In his first policy rate meeting on Nov. 19, Agbal oversaw a 475-basis point hike in the Central Bank’s one-week repo rate, from 10.25% to 15%, and simplified the bank’s funding channels by providing cash, mostly through the one-week repo mechanism.
During Wednesday’s event, Agbal also said policy-makers would end previous strategies of buying foreign exchange or selling transactions to influence the Turkish lira’s market value.
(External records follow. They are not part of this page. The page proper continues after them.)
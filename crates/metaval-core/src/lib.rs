//! metaval Core - metadata-driven property validation.
//!
//! This crate provides the domain and application layers of metaval,
//! following hexagonal (ports and adapters) architecture.
//!
//! ## Architecture Overview
//!
//! ```text
//! ┌─────────────────────────────────────────┐
//! │           metaval-cli (CLI)             │
//! └──────────────────┬──────────────────────┘
//!                    │ calls
//!                    ▼
//! ┌─────────────────────────────────────────┐
//! │         Application Services            │
//! │          (ValidationService)            │
//! └──────────────────┬──────────────────────┘
//!                    │ uses
//!                    ▼
//! ┌─────────────────────────────────────────┐
//! │      Application Ports (Traits)         │
//! │             (MetaSource)                │
//! └──────────────────┬──────────────────────┘
//!                    │ implemented by
//!                    ▼
//! ┌─────────────────────────────────────────┐
//! │    metaval-adapters (Infrastructure)    │
//! │  (InMemoryMetaStore, JsonSubject, ...)  │
//! └─────────────────────────────────────────┘
//!                    │
//!                    ▼
//! ┌─────────────────────────────────────────┐
//! │         Domain Layer (Pure Logic)       │
//! │  (Validator, ClassRules, Subject, ...)  │
//! └─────────────────────────────────────────┘
//! ```
//!
//! ## Usage
//!
//! ```rust
//! use metaval_core::prelude::*;
//!
//! let rules = ClassRules::new("User")
//!     .with_property("email", PropertyRules::new().with("required", true).with("type", "email"));
//!
//! let user = Record::new("User").set("email", "not-an-email");
//! let outcome = Validator::new(rules).validate(&user).unwrap();
//!
//! assert_eq!(outcome.messages(), vec!["email isn't a valid email"]);
//! ```

pub mod domain;

pub mod application;

pub mod error;

// Public API - what external crates should use
pub mod prelude {
    pub use crate::application::{ClassSummary, MetaSource, ValidationService};
    pub use crate::domain::{
        CapabilityError, ClassRules, Entity, PropertyRules, Record, Subject, UniqueCheck,
        ValidationOutcome, Validator, Value, Violation, ViolationKind,
    };
    pub use crate::error::{CoreError, CoreResult};
}

// Version info
pub const VERSION: &str = env!("CARGO_PKG_VERSION");
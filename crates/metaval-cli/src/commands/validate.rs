//! `metaval validate`: check JSON documents against a class's rules.

use std::io::Read as _;
use std::path::Path;

use serde::Serialize;
use tracing::{debug, instrument};

use metaval_adapters::{InMemoryUniqueIndex, JsonSubject};
use metaval_core::domain::{ValidationOutcome, Violation};

use crate::{
    cli::ValidateArgs,
    commands::{rules_path, service_for},
    config::AppConfig,
    error::{CliError, CliResult, IntoCli},
    output::OutputManager,
};

/// Per-document result in `--output-format json`.
#[derive(Debug, Serialize)]
struct DocumentReport<'a> {
    index: usize,
    valid: bool,
    violations: &'a [Violation],
}

#[instrument(skip_all, fields(class = %args.class, data = %args.data.display()))]
pub fn execute(args: ValidateArgs, config: AppConfig, output: OutputManager) -> CliResult<()> {
    let service = service_for(&rules_path(args.rules.clone(), &config))?;

    // Fail on an unknown class before touching the data.
    service.validator_for(&args.class)?;

    let document = read_json(&args.data)?;
    let mut subjects = JsonSubject::from_document(&args.class, document)?;

    // Without --existing every value is unique against an empty index.
    let index = match &args.existing {
        Some(path) => InMemoryUniqueIndex::from_json(read_json(path)?)?,
        None => InMemoryUniqueIndex::new(),
    };
    debug!(records = index.len(), "existing records");
    subjects = subjects
        .into_iter()
        .map(|s| s.with_unique_index(index.clone()))
        .collect();
    if let Some(is_new) = args.new_record() {
        subjects = subjects
            .into_iter()
            .map(|s| s.with_new_record(is_new))
            .collect();
    }

    let outcomes = subjects
        .iter()
        .map(|subject| service.validate(subject))
        .collect::<Result<Vec<_>, _>>()?;

    report(&args.class, &outcomes, &output)?;

    let invalid = outcomes.iter().filter(|o| !o.is_valid()).count();
    if invalid > 0 {
        return Err(CliError::DataInvalid {
            invalid,
            total: outcomes.len(),
        });
    }
    Ok(())
}

fn report(class: &str, outcomes: &[ValidationOutcome], output: &OutputManager) -> CliResult<()> {
    if output.is_json() {
        let reports: Vec<_> = outcomes
            .iter()
            .enumerate()
            .map(|(index, outcome)| DocumentReport {
                index,
                valid: outcome.is_valid(),
                violations: outcome.violations(),
            })
            .collect();
        output.json(&reports)?;
        return Ok(());
    }

    let many = outcomes.len() > 1;
    for (index, outcome) in outcomes.iter().enumerate() {
        let label = if many {
            format!("{class} #{index}")
        } else {
            class.to_owned()
        };

        if outcome.is_valid() {
            output.success(&format!("{label} is valid"))?;
            continue;
        }

        output.header(&format!("{label}: {} violation(s)", outcome.len()))?;
        for violation in outcome {
            output.error(&format!("  {violation}"))?;
        }
    }
    Ok(())
}

/// Read and parse a JSON file, or stdin when `path` is `-`.
fn read_json(path: &Path) -> CliResult<serde_json::Value> {
    let raw = if path == Path::new("-") {
        let mut buf = String::new();
        std::io::stdin()
            .read_to_string(&mut buf)
            .with_cli_context(|| "Failed to read data from stdin")?;
        buf
    } else {
        if !path.exists() {
            return Err(CliError::FileNotFound {
                path: path.to_path_buf(),
            });
        }
        std::fs::read_to_string(path)
            .with_cli_context(|| format!("Failed to read '{}'", path.display()))?
    };

    serde_json::from_str(&raw).with_cli_context(|| format!("'{}' is not valid JSON", path.display()))
}

#[cfg(test)]
mod tests {
    use super::*;
    use tempfile::TempDir;

    #[test]
    fn read_json_missing_file_is_not_found() {
        let err = read_json(Path::new("/no/such/data.json")).unwrap_err();
        assert!(matches!(err, CliError::FileNotFound { .. }));
        assert_eq!(err.exit_code(), 3);
    }

    #[test]
    fn read_json_rejects_malformed_input() {
        let temp = TempDir::new().unwrap();
        let path = temp.path().join("data.json");
        std::fs::write(&path, "{\"email\": ").unwrap();

        let err = read_json(&path).unwrap_err();
        assert!(matches!(err, CliError::InvalidInput { .. }));
        assert_eq!(err.exit_code(), 2);
    }

    #[test]
    fn read_json_parses_object() {
        let temp = TempDir::new().unwrap();
        let path = temp.path().join("data.json");
        std::fs::write(&path, r#"{"email": "a@b.co"}"#).unwrap();

        let value = read_json(&path).unwrap();
        assert_eq!(value["email"], "a@b.co");
    }

    #[test]
    fn document_report_serializes_violations() {
        let mut outcome = ValidationOutcome::new();
        outcome.add_error(Violation::new(
            "email",
            metaval_core::domain::ViolationKind::Required,
        ));
        let report = DocumentReport {
            index: 0,
            valid: outcome.is_valid(),
            violations: outcome.violations(),
        };

        let json = serde_json::to_value(&report).unwrap();
        assert_eq!(json["valid"], false);
        assert_eq!(json["violations"][0]["property"], "email");
    }
}
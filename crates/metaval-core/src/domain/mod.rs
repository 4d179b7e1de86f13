//! Core domain layer for metaval.
//!
//! Pure validation logic: values, rule metadata, the validator and its
//! outcome types. Nothing here performs I/O. Where the data comes from and
//! how capabilities answer their questions is decided by adapters.
//!
//! ## Layout
//!
//! - **value**: the dynamic scalar and its loose comparisons
//! - **rules**: `PropertyRules` / `ClassRules` metadata
//! - **subject**: the object under validation and its optional capabilities
//! - **outcome**: structured violations and their accumulator
//! - **format**: named formats behind the `type` rule
//! - **validator**: the engine
pub mod error;
pub mod format;
pub mod outcome;
pub mod rules;
pub mod subject;
pub mod validator;
pub mod value;

pub use error::{DomainError, ErrorCategory};
pub use format::Format;
pub use outcome::{ValidationOutcome, Violation, ViolationKind};
pub use rules::{ClassRules, PropertyRules, keys};
pub use subject::{CapabilityError, Entity, Record, Subject, UniqueCheck};
pub use validator::Validator;
pub use value::{Value, parse_numeric};

#[cfg(test)]
mod tests {
    use super::*;

    fn user_rules() -> ClassRules {
        ClassRules::new("User")
            .with_property(
                "name",
                PropertyRules::new()
                    .with(keys::REQUIRED, true)
                    .with(keys::MIN_LENGTH, 2),
            )
            .with_property(
                "email",
                PropertyRules::new()
                    .with(keys::REQUIRED, true)
                    .with(keys::TYPE, "email"),
            )
            .with_property("age", PropertyRules::new().with(keys::MIN, 18))
    }

    #[test]
    fn validator_is_shareable_across_threads() {
        fn assert_send_sync<T: Send + Sync>() {}
        assert_send_sync::<Validator>();
        assert_send_sync::<ValidationOutcome>();
    }

    #[test]
    fn valid_user_passes() {
        let user = Record::new("User")
            .set("name", "Ann")
            .set("email", "ann@example.com")
            .set("age", 30);

        let outcome = Validator::new(user_rules()).validate(&user).unwrap();
        assert!(outcome.is_valid());
    }

    #[test]
    fn each_failing_property_reports_in_order() {
        let user = Record::new("User")
            .set("name", "A")
            .set("email", "not-an-email")
            .set("age", "17");

        let outcome = Validator::new(user_rules()).validate(&user).unwrap();

        assert_eq!(
            outcome.messages(),
            vec![
                "name should be at least 2 characters",
                "email isn't a valid email",
                "age should be at least 18",
            ]
        );
        let rules: Vec<_> = outcome.violations().iter().map(Violation::rule).collect();
        assert_eq!(rules, vec!["minLength", "type", "min"]);
    }

    #[test]
    fn empty_rules_accept_anything() {
        let outcome = Validator::new(ClassRules::new("Blob"))
            .validate(&Record::new("Blob").set("x", 1))
            .unwrap();
        assert!(outcome.is_empty());
    }
}
//! Command handlers, one module per subcommand.

pub mod completions;
pub mod config;
pub mod init;
pub mod rules;
pub mod validate;

use std::path::{Path, PathBuf};

use metaval_adapters::InMemoryMetaStore;
use metaval_core::application::ValidationService;

use crate::{config::AppConfig, error::CliResult};

/// Resolve the rules path: the `--rules` flag wins over `rules.path`.
pub(crate) fn rules_path(flag: Option<PathBuf>, config: &AppConfig) -> PathBuf {
    flag.unwrap_or_else(|| config.rules.path.clone())
}

/// Build a validation service over every rule file under `path`.
pub(crate) fn service_for(path: &Path) -> CliResult<ValidationService> {
    let store = InMemoryMetaStore::from_path(path)?;
    Ok(ValidationService::new(Box::new(store)))
}
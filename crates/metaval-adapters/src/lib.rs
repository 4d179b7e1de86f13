//! Infrastructure adapters for metaval.
//!
//! This crate implements the ports defined in `metaval-core`: rule metadata
//! loaded from TOML files, an in-memory rule store, and subjects backed by
//! JSON documents. It holds every file and serialization dependency.

pub mod meta_store;
pub mod rule_loader;
pub mod subject;

// Re-export commonly used adapters
pub use meta_store::InMemoryMetaStore;
pub use rule_loader::TomlRuleLoader;
pub use subject::{InMemoryUniqueIndex, JsonSubject};
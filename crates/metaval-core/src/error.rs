//! Unified error handling for metaval core.
//!
//! Wraps domain and application errors in one root type with user-actionable
//! suggestions. A subject failing its rules is not an error; see
//! [`ValidationOutcome`](crate::domain::ValidationOutcome).

use thiserror::Error;

use crate::application::ApplicationError;
use crate::domain::{CapabilityError, DomainError};

/// Root error type for metaval core operations.
#[derive(Debug, Error, Clone)]
pub enum CoreError {
    /// Errors from the domain layer (bad rule metadata, unknown class).
    #[error("Domain error: {0}")]
    Domain(#[from] DomainError),

    /// Errors from the application layer (orchestration failures).
    #[error("Application error: {0}")]
    Application(#[from] ApplicationError),

    /// The caller handed over something that cannot be validated.
    #[error("Invalid argument: {message}")]
    InvalidArgument { message: String },

    /// A subject's uniqueness or new-record capability failed.
    #[error(transparent)]
    Capability(#[from] CapabilityError),

    /// Unexpected internal errors (bugs).
    #[error("Internal error: {message}. This is a bug, please report it.")]
    Internal { message: String },
}

impl CoreError {
    pub fn invalid_argument(message: impl Into<String>) -> Self {
        Self::InvalidArgument {
            message: message.into(),
        }
    }

    /// Get user-actionable suggestions for fixing this error.
    pub fn suggestions(&self) -> Vec<String> {
        match self {
            Self::Domain(e) => e.suggestions(),
            Self::Application(e) => e.suggestions(),
            Self::InvalidArgument { message } => vec![
                format!("Rejected input: {}", message),
                "Only JSON objects can be validated".into(),
            ],
            Self::Capability(e) => vec![
                format!("The {} lookup could not complete", e.capability),
                "Check the data source backing the check and try again".into(),
            ],
            Self::Internal { .. } => vec![
                "This appears to be a bug in metaval".into(),
                "Please report this issue at: https://github.com/cosecruz/metaval/issues".into(),
            ],
        }
    }

    /// Get error category for display/styling purposes.
    pub fn category(&self) -> ErrorCategory {
        match self {
            Self::Domain(e) => match e.category() {
                crate::domain::ErrorCategory::Validation => ErrorCategory::Validation,
                crate::domain::ErrorCategory::NotFound => ErrorCategory::NotFound,
                crate::domain::ErrorCategory::Internal => ErrorCategory::Internal,
            },
            Self::Application(e) => e.category(),
            Self::InvalidArgument { .. } => ErrorCategory::Validation,
            Self::Capability(_) | Self::Internal { .. } => ErrorCategory::Internal,
        }
    }

    /// Check if this error is retryable.
    pub fn is_retryable(&self) -> bool {
        matches!(
            self,
            Self::Application(ApplicationError::StoreLockError) | Self::Capability(_)
        )
    }
}

/// Error categories for UI display.
#[derive(Debug, Clone, Copy, PartialEq, Eq)]
pub enum ErrorCategory {
    Validation,
    NotFound,
    Configuration,
    Internal,
}

/// Convenient result type alias.
pub type CoreResult<T> = Result<T, CoreError>;

#[cfg(test)]
mod tests {
    use super::*;

    #[test]
    fn domain_errors_keep_their_category() {
        let err = CoreError::from(DomainError::UnknownClass("User".into()));
        assert_eq!(err.category(), ErrorCategory::NotFound);
        assert!(err.suggestions().iter().any(|s| s.contains("metaval rules list")));
    }

    #[test]
    fn capability_errors_are_transparent_and_retryable() {
        let err = CoreError::from(CapabilityError::new("unique", "index offline"));
        assert_eq!(err.to_string(), "unique check failed: index offline");
        assert!(err.is_retryable());
        assert_eq!(err.category(), ErrorCategory::Internal);
    }

    #[test]
    fn invalid_argument_message() {
        let err = CoreError::invalid_argument("expected a JSON object, got array");
        assert_eq!(
            err.to_string(),
            "Invalid argument: expected a JSON object, got array"
        );
        assert_eq!(err.category(), ErrorCategory::Validation);
    }
}
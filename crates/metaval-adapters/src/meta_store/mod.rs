//! Rule metadata stores.

mod memory;

pub use memory::InMemoryMetaStore;
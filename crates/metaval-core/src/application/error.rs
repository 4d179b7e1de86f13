//! Application layer errors.
//!
//! These errors represent failures in orchestration, not bad metadata.
//! Metadata problems are `DomainError` from `crate::domain`.

use thiserror::Error;

use crate::error::ErrorCategory;

/// Errors that occur while orchestrating a validation.
#[derive(Debug, Error, Clone)]
pub enum ApplicationError {
    /// Store access failed (lock poisoned, etc.).
    #[error("Rule store error")]
    StoreLockError,

    /// The rule metadata source could not be read.
    #[error("Rule source unavailable: {reason}")]
    MetaSourceUnavailable { reason: String },
}

impl ApplicationError {
    /// Get user-actionable suggestions.
    pub fn suggestions(&self) -> Vec<String> {
        match self {
            Self::StoreLockError => vec![
                "The rule store is locked".into(),
                "Try again in a moment".into(),
            ],
            Self::MetaSourceUnavailable { reason } => vec![
                format!("Could not read rules: {}", reason),
                "Check the rules path (--rules or rules.path in the config)".into(),
            ],
        }
    }

    /// Get error category.
    pub fn category(&self) -> ErrorCategory {
        match self {
            Self::StoreLockError => ErrorCategory::Internal,
            Self::MetaSourceUnavailable { .. } => ErrorCategory::Configuration,
        }
    }
}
He added the implementation of a floating exchange rate regime would continue, and exchange rates would be determined under free market conditions.
Selva Demiralp, a professor of economics at Koc University and director of the Koc University-TUSIAD Economic Research Forum, said Agbal “gave all the right signals” during the videoconference Wednesday, but raised questions over whether the Central Bank would be able to operate independently.
In the past, Turkish President Recep Tayyip Erdogan has voiced support for unorthodox monetary policies that favored lowering interest rates to combat inflation, in contrast to mainstream monetary approaches that advise the opposite.
“One major question that was not addressed is whether Agbal was able to convince President Erdogan that a tighter policy stance lowers inflation and not vice versa,” Demiralp told Al-Monitor. “Otherwise, Erdogan might pressure the Central Bank again to lower interest rates in an attempt to decrease inflation.”
On the issue of rebuilding foreign exchange reserves, Agbal said the Central Bank would present more detailed plans in the near future, stating he also would work to curb high rates of dollarization among Turkish consumers seeking to protect their assets from market fluctuations.
“Continuing with effective communication and predictable policy implementation within a simplified policy framework should help Turkey to attract sufficiently large net inflows of nonresident capital, which would then allow the Central Bank to start FX purchase auctions and to build up its FX reserves in 2021,” Ulku told Al-Monitor.